#### [RECORDS]
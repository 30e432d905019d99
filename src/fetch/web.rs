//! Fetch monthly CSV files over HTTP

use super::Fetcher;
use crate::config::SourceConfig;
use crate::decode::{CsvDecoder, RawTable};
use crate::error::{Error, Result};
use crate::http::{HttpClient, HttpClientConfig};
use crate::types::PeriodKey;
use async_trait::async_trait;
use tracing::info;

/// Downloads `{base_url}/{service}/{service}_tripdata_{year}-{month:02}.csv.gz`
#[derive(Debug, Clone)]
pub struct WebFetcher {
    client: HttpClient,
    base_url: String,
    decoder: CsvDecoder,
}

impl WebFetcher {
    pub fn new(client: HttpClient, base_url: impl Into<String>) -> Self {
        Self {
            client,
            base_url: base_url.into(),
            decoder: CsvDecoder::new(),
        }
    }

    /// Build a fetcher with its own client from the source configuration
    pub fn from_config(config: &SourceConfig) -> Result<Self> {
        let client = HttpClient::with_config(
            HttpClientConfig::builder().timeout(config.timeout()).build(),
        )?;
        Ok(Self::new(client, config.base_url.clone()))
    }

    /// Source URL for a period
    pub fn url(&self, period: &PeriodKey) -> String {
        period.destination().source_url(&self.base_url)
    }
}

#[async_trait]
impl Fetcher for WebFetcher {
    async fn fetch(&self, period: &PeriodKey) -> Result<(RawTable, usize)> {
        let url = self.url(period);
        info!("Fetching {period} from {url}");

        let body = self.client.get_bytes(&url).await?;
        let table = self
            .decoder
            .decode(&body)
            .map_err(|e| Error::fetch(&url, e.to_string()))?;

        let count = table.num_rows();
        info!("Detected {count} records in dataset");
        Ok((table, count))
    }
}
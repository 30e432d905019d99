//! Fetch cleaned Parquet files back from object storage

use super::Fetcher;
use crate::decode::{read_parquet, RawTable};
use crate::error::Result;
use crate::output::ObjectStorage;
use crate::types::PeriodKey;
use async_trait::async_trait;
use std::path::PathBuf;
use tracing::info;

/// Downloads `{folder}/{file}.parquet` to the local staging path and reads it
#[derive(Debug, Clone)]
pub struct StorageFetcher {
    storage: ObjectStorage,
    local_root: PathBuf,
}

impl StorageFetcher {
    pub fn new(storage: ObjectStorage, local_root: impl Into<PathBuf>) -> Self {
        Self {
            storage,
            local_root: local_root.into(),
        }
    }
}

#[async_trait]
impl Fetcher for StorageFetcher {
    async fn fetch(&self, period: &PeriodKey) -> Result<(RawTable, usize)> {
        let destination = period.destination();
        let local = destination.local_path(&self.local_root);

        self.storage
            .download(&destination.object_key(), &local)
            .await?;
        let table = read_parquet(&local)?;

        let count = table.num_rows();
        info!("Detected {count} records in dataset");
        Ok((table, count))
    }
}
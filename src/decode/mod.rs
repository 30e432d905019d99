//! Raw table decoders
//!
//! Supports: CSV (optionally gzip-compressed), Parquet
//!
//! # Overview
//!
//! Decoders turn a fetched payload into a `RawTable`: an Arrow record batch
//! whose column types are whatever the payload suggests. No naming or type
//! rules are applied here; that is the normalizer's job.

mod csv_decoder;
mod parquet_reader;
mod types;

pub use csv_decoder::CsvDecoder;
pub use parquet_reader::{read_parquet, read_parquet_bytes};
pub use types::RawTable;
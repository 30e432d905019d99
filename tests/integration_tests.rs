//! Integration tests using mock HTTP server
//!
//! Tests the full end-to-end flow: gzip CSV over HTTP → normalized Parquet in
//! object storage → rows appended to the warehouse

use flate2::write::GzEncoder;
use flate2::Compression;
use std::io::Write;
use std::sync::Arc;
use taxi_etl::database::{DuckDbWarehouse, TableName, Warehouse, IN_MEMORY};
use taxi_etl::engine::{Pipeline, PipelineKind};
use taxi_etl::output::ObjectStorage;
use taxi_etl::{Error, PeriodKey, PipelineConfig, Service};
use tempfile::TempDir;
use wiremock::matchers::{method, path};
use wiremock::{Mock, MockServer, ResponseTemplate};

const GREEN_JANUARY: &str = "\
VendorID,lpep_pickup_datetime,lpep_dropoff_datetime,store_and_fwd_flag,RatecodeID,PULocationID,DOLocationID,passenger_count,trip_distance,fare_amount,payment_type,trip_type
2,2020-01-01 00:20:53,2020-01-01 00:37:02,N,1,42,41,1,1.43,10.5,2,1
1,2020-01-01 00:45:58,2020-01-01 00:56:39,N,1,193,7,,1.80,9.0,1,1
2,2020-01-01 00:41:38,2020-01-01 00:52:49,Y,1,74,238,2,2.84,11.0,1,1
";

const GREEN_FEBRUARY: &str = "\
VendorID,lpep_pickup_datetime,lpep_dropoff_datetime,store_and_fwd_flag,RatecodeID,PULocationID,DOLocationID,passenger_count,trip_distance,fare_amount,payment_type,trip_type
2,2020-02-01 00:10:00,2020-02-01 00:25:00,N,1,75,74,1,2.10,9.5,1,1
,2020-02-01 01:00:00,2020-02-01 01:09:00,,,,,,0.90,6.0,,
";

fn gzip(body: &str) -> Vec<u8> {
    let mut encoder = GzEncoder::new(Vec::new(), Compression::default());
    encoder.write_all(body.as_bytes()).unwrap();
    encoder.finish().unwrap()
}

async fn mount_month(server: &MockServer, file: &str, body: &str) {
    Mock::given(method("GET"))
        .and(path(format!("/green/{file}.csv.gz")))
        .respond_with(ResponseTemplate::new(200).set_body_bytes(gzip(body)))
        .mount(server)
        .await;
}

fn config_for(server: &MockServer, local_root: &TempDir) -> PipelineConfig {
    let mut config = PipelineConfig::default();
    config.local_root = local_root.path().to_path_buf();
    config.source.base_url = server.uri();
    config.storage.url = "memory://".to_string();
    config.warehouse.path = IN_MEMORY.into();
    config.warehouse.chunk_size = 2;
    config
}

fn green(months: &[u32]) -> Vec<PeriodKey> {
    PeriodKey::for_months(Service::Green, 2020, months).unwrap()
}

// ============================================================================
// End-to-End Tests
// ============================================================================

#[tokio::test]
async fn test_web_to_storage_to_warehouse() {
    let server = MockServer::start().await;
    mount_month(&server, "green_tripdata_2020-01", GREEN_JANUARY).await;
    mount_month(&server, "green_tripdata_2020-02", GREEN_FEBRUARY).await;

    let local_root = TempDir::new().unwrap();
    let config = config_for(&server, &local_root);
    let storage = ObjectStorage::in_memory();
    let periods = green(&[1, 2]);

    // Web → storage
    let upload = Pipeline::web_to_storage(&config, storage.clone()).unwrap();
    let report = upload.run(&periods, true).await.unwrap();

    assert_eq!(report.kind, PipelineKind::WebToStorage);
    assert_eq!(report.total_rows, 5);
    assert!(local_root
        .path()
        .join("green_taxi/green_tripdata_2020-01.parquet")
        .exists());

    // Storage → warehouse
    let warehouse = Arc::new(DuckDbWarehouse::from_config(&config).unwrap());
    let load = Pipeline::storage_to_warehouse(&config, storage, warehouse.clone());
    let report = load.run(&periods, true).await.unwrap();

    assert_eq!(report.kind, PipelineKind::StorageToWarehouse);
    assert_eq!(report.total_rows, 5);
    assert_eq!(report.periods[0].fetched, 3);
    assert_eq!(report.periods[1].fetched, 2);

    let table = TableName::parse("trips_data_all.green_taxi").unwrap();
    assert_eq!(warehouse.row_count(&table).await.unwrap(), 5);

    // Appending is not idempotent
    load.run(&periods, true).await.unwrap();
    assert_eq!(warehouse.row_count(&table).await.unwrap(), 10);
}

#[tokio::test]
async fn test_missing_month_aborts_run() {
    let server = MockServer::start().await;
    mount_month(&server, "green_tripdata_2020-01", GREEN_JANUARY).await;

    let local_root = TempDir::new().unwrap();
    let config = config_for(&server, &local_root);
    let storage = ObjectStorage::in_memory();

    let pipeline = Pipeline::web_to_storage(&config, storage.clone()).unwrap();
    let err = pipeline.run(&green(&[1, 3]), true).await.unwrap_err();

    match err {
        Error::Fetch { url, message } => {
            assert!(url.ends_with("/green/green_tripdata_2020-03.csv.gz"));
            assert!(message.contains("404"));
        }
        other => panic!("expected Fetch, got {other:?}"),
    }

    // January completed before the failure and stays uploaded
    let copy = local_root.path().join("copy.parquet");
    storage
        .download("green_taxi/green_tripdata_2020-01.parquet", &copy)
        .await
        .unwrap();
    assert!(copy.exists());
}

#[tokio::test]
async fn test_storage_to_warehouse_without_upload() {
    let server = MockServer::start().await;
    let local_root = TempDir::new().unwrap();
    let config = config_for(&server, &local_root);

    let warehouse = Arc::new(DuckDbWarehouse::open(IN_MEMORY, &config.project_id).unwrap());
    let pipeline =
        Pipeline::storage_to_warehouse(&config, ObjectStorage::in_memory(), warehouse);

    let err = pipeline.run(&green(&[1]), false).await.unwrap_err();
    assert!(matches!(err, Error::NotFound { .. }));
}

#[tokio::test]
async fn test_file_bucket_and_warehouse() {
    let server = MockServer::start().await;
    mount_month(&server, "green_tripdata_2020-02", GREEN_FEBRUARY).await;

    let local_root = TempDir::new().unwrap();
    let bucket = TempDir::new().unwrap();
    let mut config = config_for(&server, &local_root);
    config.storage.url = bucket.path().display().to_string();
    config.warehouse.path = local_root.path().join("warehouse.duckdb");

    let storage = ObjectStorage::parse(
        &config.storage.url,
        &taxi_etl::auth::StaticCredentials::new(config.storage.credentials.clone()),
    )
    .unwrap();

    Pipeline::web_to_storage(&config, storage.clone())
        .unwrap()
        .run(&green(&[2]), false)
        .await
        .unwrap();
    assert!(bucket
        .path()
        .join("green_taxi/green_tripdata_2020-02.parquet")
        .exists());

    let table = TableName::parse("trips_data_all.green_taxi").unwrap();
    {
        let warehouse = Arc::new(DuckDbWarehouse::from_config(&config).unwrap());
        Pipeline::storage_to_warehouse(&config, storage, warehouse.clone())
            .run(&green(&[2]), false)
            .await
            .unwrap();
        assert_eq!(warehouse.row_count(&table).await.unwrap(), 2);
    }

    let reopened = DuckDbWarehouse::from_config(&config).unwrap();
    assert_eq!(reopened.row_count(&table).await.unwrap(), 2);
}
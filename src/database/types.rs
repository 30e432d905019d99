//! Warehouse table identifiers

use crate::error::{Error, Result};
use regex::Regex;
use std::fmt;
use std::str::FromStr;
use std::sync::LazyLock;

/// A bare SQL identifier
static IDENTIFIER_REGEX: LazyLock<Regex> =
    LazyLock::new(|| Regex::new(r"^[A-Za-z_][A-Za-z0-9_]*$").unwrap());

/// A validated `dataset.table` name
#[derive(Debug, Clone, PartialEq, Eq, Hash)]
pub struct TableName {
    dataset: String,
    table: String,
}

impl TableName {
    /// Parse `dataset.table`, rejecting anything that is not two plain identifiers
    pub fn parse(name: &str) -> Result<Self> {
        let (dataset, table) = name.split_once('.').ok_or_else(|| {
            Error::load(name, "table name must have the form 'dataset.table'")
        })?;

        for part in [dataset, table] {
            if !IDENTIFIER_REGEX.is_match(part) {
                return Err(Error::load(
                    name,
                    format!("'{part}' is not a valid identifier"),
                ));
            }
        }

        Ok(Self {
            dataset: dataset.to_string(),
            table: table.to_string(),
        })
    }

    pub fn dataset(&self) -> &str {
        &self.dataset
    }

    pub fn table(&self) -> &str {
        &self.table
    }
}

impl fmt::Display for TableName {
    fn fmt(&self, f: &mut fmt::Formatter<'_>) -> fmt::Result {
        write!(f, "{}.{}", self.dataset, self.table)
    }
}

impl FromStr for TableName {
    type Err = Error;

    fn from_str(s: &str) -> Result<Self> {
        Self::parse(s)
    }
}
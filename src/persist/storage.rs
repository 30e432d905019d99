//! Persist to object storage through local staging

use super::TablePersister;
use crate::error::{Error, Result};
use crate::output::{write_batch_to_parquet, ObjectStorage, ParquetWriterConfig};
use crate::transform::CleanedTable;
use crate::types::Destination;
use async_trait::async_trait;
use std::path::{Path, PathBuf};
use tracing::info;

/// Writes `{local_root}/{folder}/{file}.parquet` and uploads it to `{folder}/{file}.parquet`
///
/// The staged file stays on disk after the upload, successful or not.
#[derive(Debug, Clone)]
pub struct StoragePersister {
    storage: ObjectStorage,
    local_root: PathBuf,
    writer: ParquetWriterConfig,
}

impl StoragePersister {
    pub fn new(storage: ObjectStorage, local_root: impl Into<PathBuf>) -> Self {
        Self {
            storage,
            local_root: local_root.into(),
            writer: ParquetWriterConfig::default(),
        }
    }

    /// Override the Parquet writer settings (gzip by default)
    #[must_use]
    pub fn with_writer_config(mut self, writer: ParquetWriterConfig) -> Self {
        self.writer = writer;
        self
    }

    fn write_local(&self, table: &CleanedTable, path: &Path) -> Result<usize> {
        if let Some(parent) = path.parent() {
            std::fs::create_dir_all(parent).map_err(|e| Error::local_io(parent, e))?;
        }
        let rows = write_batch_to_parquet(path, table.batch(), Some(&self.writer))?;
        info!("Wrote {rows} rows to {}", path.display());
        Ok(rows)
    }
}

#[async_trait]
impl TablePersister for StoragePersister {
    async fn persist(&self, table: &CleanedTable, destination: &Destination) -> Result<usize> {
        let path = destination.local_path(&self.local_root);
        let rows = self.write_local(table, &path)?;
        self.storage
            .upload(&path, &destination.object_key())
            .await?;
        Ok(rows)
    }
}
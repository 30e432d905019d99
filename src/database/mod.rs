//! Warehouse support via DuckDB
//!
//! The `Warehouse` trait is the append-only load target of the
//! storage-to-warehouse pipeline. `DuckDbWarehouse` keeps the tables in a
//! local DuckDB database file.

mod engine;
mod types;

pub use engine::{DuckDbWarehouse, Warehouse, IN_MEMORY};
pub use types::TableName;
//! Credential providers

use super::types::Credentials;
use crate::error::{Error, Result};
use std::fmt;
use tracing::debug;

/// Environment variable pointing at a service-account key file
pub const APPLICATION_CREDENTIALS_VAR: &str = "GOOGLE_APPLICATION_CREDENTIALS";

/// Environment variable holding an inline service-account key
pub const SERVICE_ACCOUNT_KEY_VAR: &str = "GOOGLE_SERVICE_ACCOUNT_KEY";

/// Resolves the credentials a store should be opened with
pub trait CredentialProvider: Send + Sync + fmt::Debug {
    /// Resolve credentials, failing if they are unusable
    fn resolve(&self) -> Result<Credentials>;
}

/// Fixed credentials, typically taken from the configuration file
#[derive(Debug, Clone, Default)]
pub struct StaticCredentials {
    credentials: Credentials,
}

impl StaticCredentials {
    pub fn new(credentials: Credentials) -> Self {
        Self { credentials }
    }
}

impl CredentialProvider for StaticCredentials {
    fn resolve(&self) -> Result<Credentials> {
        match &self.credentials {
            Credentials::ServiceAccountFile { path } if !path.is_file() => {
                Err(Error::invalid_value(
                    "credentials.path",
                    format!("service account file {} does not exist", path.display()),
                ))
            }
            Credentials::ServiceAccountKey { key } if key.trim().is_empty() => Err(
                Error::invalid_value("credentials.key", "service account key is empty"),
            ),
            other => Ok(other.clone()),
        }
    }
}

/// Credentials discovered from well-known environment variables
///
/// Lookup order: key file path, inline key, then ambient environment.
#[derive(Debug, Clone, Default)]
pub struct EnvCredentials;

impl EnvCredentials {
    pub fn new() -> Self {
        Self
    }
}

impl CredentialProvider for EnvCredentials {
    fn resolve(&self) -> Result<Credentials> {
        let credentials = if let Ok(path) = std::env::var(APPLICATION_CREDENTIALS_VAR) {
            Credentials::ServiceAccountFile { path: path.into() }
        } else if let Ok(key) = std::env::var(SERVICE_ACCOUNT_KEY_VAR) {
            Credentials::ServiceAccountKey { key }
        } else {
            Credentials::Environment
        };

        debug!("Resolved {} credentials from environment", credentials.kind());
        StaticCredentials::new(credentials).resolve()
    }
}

#### [TASK]
Copy out all the lines of the records that include "database".

#### [TASK RESULT]
use taxi_etl::database::{DuckDbWarehouse, TableName, Warehouse, IN_MEMORY};
filename src/database/types.rs
filename src/database/mod.rs
//! local DuckDB database file.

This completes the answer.